The search itself was wholly without result. But because he had time to think as he climbed the ridge, because as he strode along beneath that wintry sky he had a chance to consider every detail of the case, he was able to start out on a new tack when, just before sunset, he returned to the body. This new train of thought had as its basis that Cranston's shot had not been deadly at once; that wounded, Hildreth had himself crawled into the thickets where Whisperfoot had found him. And that meant that he had to enlarge his search for such documents as Hildreth had carried to include all the territory between the trail and the location of the body.

It was possibly a distance of forty feet, and getting down on his hands and knees, Dan looked for any break in the shrubbery that would indicate the path that the wounded Hildreth had taken. And it was ten minutes well rewarded, as far as clearing up certain details of the crime. His senses had been trained and sharpened by his months in the wilderness, and he was able to back-track the wounded man from the skeleton clear to the clearing on the trail where he had first fallen. But as no clues presented themselves, he started to turn home.

He walked twelve feet, then turned back. Out of the corner of his eye it seemed to him that he had caught a flash of white, near the end of a great, dead log beside the path that the wounded Hildreth had taken. It was to the credit of his mountain training alone that his eye had been keen enough to detect it; that it had been so faithfully recorded on his consciousness; and that, knowing at last the importance of details, he had turned back. For a moment he searched in vain. Evidently a yellow leaf had deceived him. Once more he retraced his steps, trying to find the position from which his eye had caught the glimpse of white. Then he dived straight for the rotten end of the log.

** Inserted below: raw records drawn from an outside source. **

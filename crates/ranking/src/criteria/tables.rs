//! Fixed lookup tables shared by the scoring strategies.

use std::collections::BTreeMap;

use rust_decimal::Decimal;
use serde::{Deserialize, Serialize};

use crate::error::ConfigError;

#[derive(Debug, Clone, Copy, PartialEq, Eq, Serialize, Deserialize)]
pub struct Band {
    /// Lowest percentage (inclusive) that still falls into this band.
    pub min_percent: Decimal,
    pub place: u32,
}

impl Band {
    pub fn new(min_percent: u32, place: u32) -> Self {
        Self {
            min_percent: Decimal::from(min_percent),
            place,
        }
    }
}

/// Percentage bands, best first. A ratio lands in the first band whose lower
/// edge it reaches.
#[derive(Debug, Clone, PartialEq, Eq, Serialize, Deserialize)]
pub struct BandTable {
    bands: Vec<Band>,
}

impl BandTable {
    pub fn new(bands: Vec<Band>) -> Self {
        Self { bands }
    }

    /// `count` bands of `width` percentage points from 100% down to 0%,
    /// placed 1..=count. `uniform(5, 20)` puts 95% and above in place 1 and
    /// anything under 5% in place 20.
    pub fn uniform(width: u32, count: u32) -> Self {
        let bands = (1..=count)
            .map(|place| Band::new(100u32.saturating_sub(width * place), place))
            .collect();
        Self { bands }
    }

    pub fn place_for(&self, percent: Decimal) -> u32 {
        self.bands
            .iter()
            .find(|band| percent >= band.min_percent)
            .or(self.bands.last())
            .map_or(1, |band| band.place)
    }

    /// Place of the lowest band.
    pub fn worst_place(&self) -> u32 {
        self.bands.iter().map(|band| band.place).max().unwrap_or(1)
    }

    pub fn validate(&self, criterion: &str) -> Result<(), ConfigError> {
        let Some(last) = self.bands.last() else {
            return Err(ConfigError::EmptyBandTable {
                criterion: criterion.to_string(),
            });
        };

        let descending = self
            .bands
            .windows(2)
            .all(|pair| pair[0].min_percent > pair[1].min_percent);
        if !descending || !last.min_percent.is_zero() {
            return Err(ConfigError::UnorderedBandTable {
                criterion: criterion.to_string(),
            });
        }

        if let Some(band) = self.bands.iter().find(|band| band.place == 0) {
            return Err(ConfigError::InvalidPlace {
                criterion: criterion.to_string(),
                place: band.place,
            });
        }

        Ok(())
    }
}

/// Integer key to integer value, e.g. earned points to place.
#[derive(Debug, Clone, PartialEq, Eq, Serialize, Deserialize)]
pub struct LookupTable {
    values: BTreeMap<u32, u32>,
}

impl LookupTable {
    pub fn from_pairs(pairs: &[(u32, u32)]) -> Self {
        Self {
            values: pairs.iter().copied().collect(),
        }
    }

    /// Keys `0..=top`; `top` maps to `best` and every key below adds one.
    pub fn descending(top: u32, best: u32) -> Self {
        Self {
            values: (0..=top).map(|key| (key, best + (top - key))).collect(),
        }
    }

    pub fn get(&self, key: u32) -> Option<u32> {
        self.values.get(&key).copied()
    }

    /// Value for `key`, or the largest value in the table when `key` is not listed.
    pub fn get_or_worst(&self, key: u32) -> u32 {
        self.get(key).unwrap_or_else(|| self.worst())
    }

    pub fn worst(&self) -> u32 {
        self.values.values().copied().max().unwrap_or(0)
    }

    /// Every key in `0..=max_key` must be present.
    pub fn validate_covers(&self, criterion: &str, max_key: u32) -> Result<(), ConfigError> {
        match (0..=max_key).find(|key| !self.values.contains_key(key)) {
            Some(value) => Err(ConfigError::MissingLookupEntry {
                criterion: criterion.to_string(),
                value,
            }),
            None => Ok(()),
        }
    }

    /// Every value must be a usable place.
    pub fn validate_places(&self, criterion: &str) -> Result<(), ConfigError> {
        match self.values.values().find(|place| **place == 0) {
            Some(place) => Err(ConfigError::InvalidPlace {
                criterion: criterion.to_string(),
                place: *place,
            }),
            None => Ok(()),
        }
    }
}

/// Percentage of `part` in `whole`; zero when `whole` is zero.
pub fn percent(part: u32, whole: u32) -> Decimal {
    if whole == 0 {
        return Decimal::ZERO;
    }
    Decimal::from(part) * Decimal::ONE_HUNDRED / Decimal::from(whole)
}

Into a little hollow in the bark, on the underside of the log, some hand had thrust a small roll of papers. They were rain soaked now, and the ink had dimmed and blotted; but Dan realized their significance. They were the complete evidence that Hildreth had accumulated against the arson ring,—letters that had passed back and forth between himself and Cranston, a threat of murder from the former if Hildreth turned State's evidence, and a signed statement of the arson activities of the ring by Hildreth himself. They were not only enough to break up the ring and send its members to prison; with the aid of the empty shell and other circumstantial evidence, they could in all probability convict Bert Cranston of murder.

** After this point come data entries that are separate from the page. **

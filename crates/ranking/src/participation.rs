//! Solo/tandem classification of the units taking part in one competition.

use std::collections::HashMap;

use chrono::NaiveDate;
use serde::Serialize;
use storage::models::{ParticipantUnit, ParticipationEntry};
use uuid::Uuid;

use crate::error::DataIntegrityError;

#[derive(Debug, Clone, Copy, PartialEq, Eq, Serialize)]
pub enum ParticipationMode {
    NotParticipating,
    Solo,
    TandemMain,
    TandemJunior,
}

/// Mentor/mentee pair. Orientation always comes from the participation entry.
#[derive(Debug, Clone, Copy, PartialEq, Eq, Hash, PartialOrd, Ord, Serialize)]
pub struct Pair {
    pub main_unit_id: Uuid,
    pub junior_unit_id: Uuid,
}

/// Lookup over the participation entries of a single competition.
///
/// Built once per recompute run. Malformed entries are recorded as issues and
/// left out of every group.
#[derive(Debug, Clone)]
pub struct ParticipationResolver {
    competition_id: Uuid,
    modes: HashMap<Uuid, ParticipationMode>,
    partners: HashMap<Uuid, Uuid>,
    solo: Vec<Uuid>,
    pairs: Vec<Pair>,
    issues: Vec<DataIntegrityError>,
}

impl ParticipationResolver {
    pub fn build(competition_id: Uuid, entries: &[ParticipationEntry]) -> Self {
        let mut resolver = Self {
            competition_id,
            modes: HashMap::new(),
            partners: HashMap::new(),
            solo: Vec::new(),
            pairs: Vec::new(),
            issues: Vec::new(),
        };

        for entry in entries
            .iter()
            .filter(|entry| entry.competition_id == competition_id)
        {
            resolver.add_entry(entry);
        }

        resolver
    }

    fn add_entry(&mut self, entry: &ParticipationEntry) {
        let entry_id = entry.entry_id;
        match (entry.main_unit_id, entry.junior_unit_id) {
            (None, None) => {
                self.issues
                    .push(DataIntegrityError::EmptyParticipation { entry_id });
            }
            (Some(main_unit_id), None) => {
                self.issues.push(DataIntegrityError::MissingJunior {
                    entry_id,
                    main_unit_id,
                });
            }
            (Some(main_unit_id), Some(junior_unit_id)) if main_unit_id == junior_unit_id => {
                self.issues.push(DataIntegrityError::SelfPaired {
                    entry_id,
                    unit_id: main_unit_id,
                });
            }
            (None, Some(unit_id)) => {
                if self.reject_duplicate(entry_id, &[unit_id]) {
                    return;
                }
                self.modes.insert(unit_id, ParticipationMode::Solo);
                self.solo.push(unit_id);
            }
            (Some(main_unit_id), Some(junior_unit_id)) => {
                if self.reject_duplicate(entry_id, &[main_unit_id, junior_unit_id]) {
                    return;
                }
                self.modes.insert(main_unit_id, ParticipationMode::TandemMain);
                self.modes
                    .insert(junior_unit_id, ParticipationMode::TandemJunior);
                self.partners.insert(main_unit_id, junior_unit_id);
                self.partners.insert(junior_unit_id, main_unit_id);
                self.pairs.push(Pair {
                    main_unit_id,
                    junior_unit_id,
                });
            }
        }
    }

    fn reject_duplicate(&mut self, entry_id: Uuid, units: &[Uuid]) -> bool {
        match units.iter().find(|unit_id| self.modes.contains_key(unit_id)) {
            Some(&unit_id) => {
                self.issues
                    .push(DataIntegrityError::DuplicateParticipation { entry_id, unit_id });
                true
            }
            None => false,
        }
    }

    pub fn competition_id(&self) -> Uuid {
        self.competition_id
    }

    /// Participation mode of `unit_id`. Units of other competitions are not participating.
    pub fn resolve(&self, unit_id: Uuid, competition_id: Uuid) -> ParticipationMode {
        if competition_id != self.competition_id {
            return ParticipationMode::NotParticipating;
        }
        self.modes
            .get(&unit_id)
            .copied()
            .unwrap_or(ParticipationMode::NotParticipating)
    }

    /// The other half of a tandem, `None` for solo and non-participating units.
    pub fn partner(&self, unit_id: Uuid, competition_id: Uuid) -> Option<Uuid> {
        if competition_id != self.competition_id {
            return None;
        }
        self.partners.get(&unit_id).copied()
    }

    pub fn solo_units(&self) -> &[Uuid] {
        &self.solo
    }

    pub fn pairs(&self) -> &[Pair] {
        &self.pairs
    }

    pub fn issues(&self) -> &[DataIntegrityError] {
        &self.issues
    }

    /// Pairs whose mentor was founded after the cutoff while the mentee was not.
    ///
    /// Units without a known founding date are not judged.
    pub fn inverted_pairs(&self, units: &[ParticipantUnit], junior_cutoff: NaiveDate) -> Vec<Pair> {
        let by_id: HashMap<Uuid, &ParticipantUnit> =
            units.iter().map(|unit| (unit.unit_id, unit)).collect();

        self.pairs
            .iter()
            .filter(|pair| {
                match (by_id.get(&pair.main_unit_id), by_id.get(&pair.junior_unit_id)) {
                    (Some(main), Some(junior)) => {
                        main.is_junior(junior_cutoff) && !junior.is_junior(junior_cutoff)
                    }
                    _ => false,
                }
            })
            .copied()
            .collect()
    }
}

For a long time he stood with the shadows of the pines lengthening about him, his gray eyes in curious shadow. For the moment a glimpse was given him into the deep wells of the human soul; and understanding came to him. Was there no balm for hatred even in the moment of death? Were men unable to forget the themes and motives of their lives, even when the shadows closed down upon them? Hildreth had known what hand had struck him down. And even on the frontier of death, his first thought was to hide his evidence where Cranston could not find it when he searched the body, but where later it might be found by the detectives that were sure to come. It was the old creed of a life for a life. He wanted his evidence to be preserved,—not that right should be wronged, but so that Cranston would be prosecuted and convicted and made to suffer. His hatred of Cranston that had made him turn State's evidence in the first place had been carried with him down into death.

As Dan stood wondering, he thought he heard a twig crack on the trail behind him, and he wondered what forest creature was still lingering on the ridges at the eve of the snows.


II

The snow began to fall in earnest at midnight,—great, white flakes that almost in an instant covered the leaves. It was the real beginning of winter, and all living creatures knew it. The wolf pack sang to it from the ridge,—a wild and plaintive song that made Bert Cranston, sleeping in a lean-to on the Umpqua side of the Divide, swear and mutter in his sleep. But he didn't really waken until Jim Gibbs, one of his gang, returned from his secret mission.

They wasted no words. Bert flung aside the blankets, lighted a candle, and placed it out of the reach of the night wind. It cast queer shadows in the lean-to and found a curious reflection in the steel points of his eyes. His face looked swarthy and deep-lined in its light.